Abstract:
A power sander comprising an oscillating drive for oscillatingly driving a sanding tool about an axis fixed with respect to a housing is disclosed. The sanding tool comprises a sanding plate arranged on the sanding tool and having at least two side edges which converge in at least one corner and are arranged symmetrically with respect to a center point. A receptacle for mounting the sanding plate on the drive shaft is arranged on the sanding plate eccentrically with respect to the center point.

Description:
BACKGROUND OF THE INVENTION 
     The invention concerns a power sander having an oscillating drive system for oscillating driving of a sanding tool about a device-mounted drive shaft, the sanding tool having a sanding plate with at least two preferably convexly outwardly curved side edges which converge in at least one corner and are arranged symmetrically with respect to a center point, wherein the sanding plate has a receptacle for mounting on the drive shaft. 
     The invention further concerns a sanding tool that is suitable for use with a power sander of this kind. 
     A power sander and sanding tool of this kind are known from U.S. Pat. No. 4,920,702. 
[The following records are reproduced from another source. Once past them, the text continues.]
//! Host-facing interface types: the AST consumed by the backend, the symbol
//! table shared with the host evaluator, and the value sink populated on a
//! successful evaluation. The backend never produces these, only consumes
//! (`Expr`, `SymbolTable`, `Env`) or fills (`Value`).

pub mod ast;
pub mod symbol;
pub mod value;
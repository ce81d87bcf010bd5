use tracing::trace;

use super::heap::{Heap, Slot};
use super::stats::Rewrites;
use super::term::{Opcode, Tag, Term};
use crate::encode::{ctor_arity, tag};

/// Recoverable failures inside the reduction engine. None of these escape
/// the backend; every one of them resolves to a fallback.
#[derive(Clone, Copy, Debug, PartialEq, Eq)]
pub enum NetError {
    HeapOverflow,
    StackOverflow,
    /// A numeric primitive met a non-numeric operand, e.g. arithmetic on a
    /// value that took the wide-integer constructor path.
    NonNumericOperand,
    ArithmeticOverflow,
    DivisionByZero,
    /// Application of a non-function, or a match on an unmatched shape.
    InvalidInteraction,
    /// A free slot or otherwise impossible word reached the reducer.
    MalformedTerm,
}

impl std::fmt::Display for NetError {
    fn fmt(&self, f: &mut std::fmt::Formatter<'_>) -> std::fmt::Result {
        match self {
            NetError::HeapOverflow => write!(f, "term heap exhausted"),
            NetError::StackOverflow => write!(f, "evaluation stack exhausted"),
            NetError::NonNumericOperand => write!(f, "numeric primitive on non-numeric operand"),
            NetError::ArithmeticOverflow => write!(f, "native arithmetic overflow"),
            NetError::DivisionByZero => write!(f, "division by zero"),
            NetError::InvalidInteraction => write!(f, "invalid interaction"),
            NetError::MalformedTerm => write!(f, "malformed term"),
        }
    }
}

impl std::error::Error for NetError {}

pub struct RuntimeOptions {
    /// Size of the term heap in 64-bit words.
    pub heap_words: usize,
    /// Maximum depth of the reduction spine stack.
    pub frame_limit: usize,
}

impl Default for RuntimeOptions {
    fn default() -> Self {
        Self {
            heap_words: 1 << 22,
            frame_limit: 1 << 16,
        }
    }
}

/// One pending spine position during weak-normal-form reduction.
enum Frame {
    App(Term),
    Dup(Term),
    Mat(Term),
    OpFst(Term),
    OpSnd(Term, Term),
}

impl Frame {
    fn original(&self) -> Term {
        match self {
            Frame::App(t)
            | Frame::Dup(t)
            | Frame::Mat(t)
            | Frame::OpFst(t)
            | Frame::OpSnd(t, _) => *t,
        }
    }
}

/// Owns the heap and the evaluation stack, and drives reduction. One runtime
/// per thread of evaluation; nothing here is shared or synchronized. The
/// heap is wiped wholesale by [`Runtime::reset`] between compilations.
pub struct Runtime {
    heap: Heap,
    frames: Vec<Frame>,
    frame_limit: usize,
    pub rewrites: Rewrites,
}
     The known sanding tool has an oscillation drive system with which a drive shaft can be pivoted back and forth at high frequency and with a small pivot angle. The sanding tool is joined to the drive shaft in the center of its sanding surface, which is preferably triangular in shape with convexly outwardly curved side edges. The sanding tool thus executes a pivoting movement about the drive shaft, the center of the pivoting movement lying in the drive shaft. The corner regions thus experience the greatest excursion, being pivoted back and forth along circle segments. A movement of this kind also occurs at the side edges, which are preferably convexly outwardly curved. In the center of the sanding tool at which it is centrally joined to the drive shaft, however, the sanding effect is extremely small, since here the individual sanding particles on the sanding tool travel only extremely small distances; in the center, practically all that occurs is a back-and-forth rotation about the shaft. 
     The known power sander has proven extremely advantageous for performing difficult sanding or polishing tasks in poorly accessible areas; because of the type of drive system and the movement pattern of the sanding tool, work can be performed especially advantageously along internal longitudinal edges and into corners. 
     A certain disadvantage which has emerged in this context is that the sanding effect is confined predominantly to the side edges and the corners of the sanding tool, while the sanding effect occurring in the center of the sanding tool is very small or practically absent. The result is that the sanding tool, or the pieces of sandpaper which are usually mounted detachably thereon, must be frequently replaced because severe wear occurs at the edge regions, while the relevant sanding medium is only slightly worn away in the central regions. Despite the fact that with a sanding tool of this kind, sanding tasks can be performed extremely advantageously in poorly accessible areas, this inadequate sanding effect in the central region of the sanding tool is regarded by many users as disadvantageous, so that the power sander is used less for work on flat areas. 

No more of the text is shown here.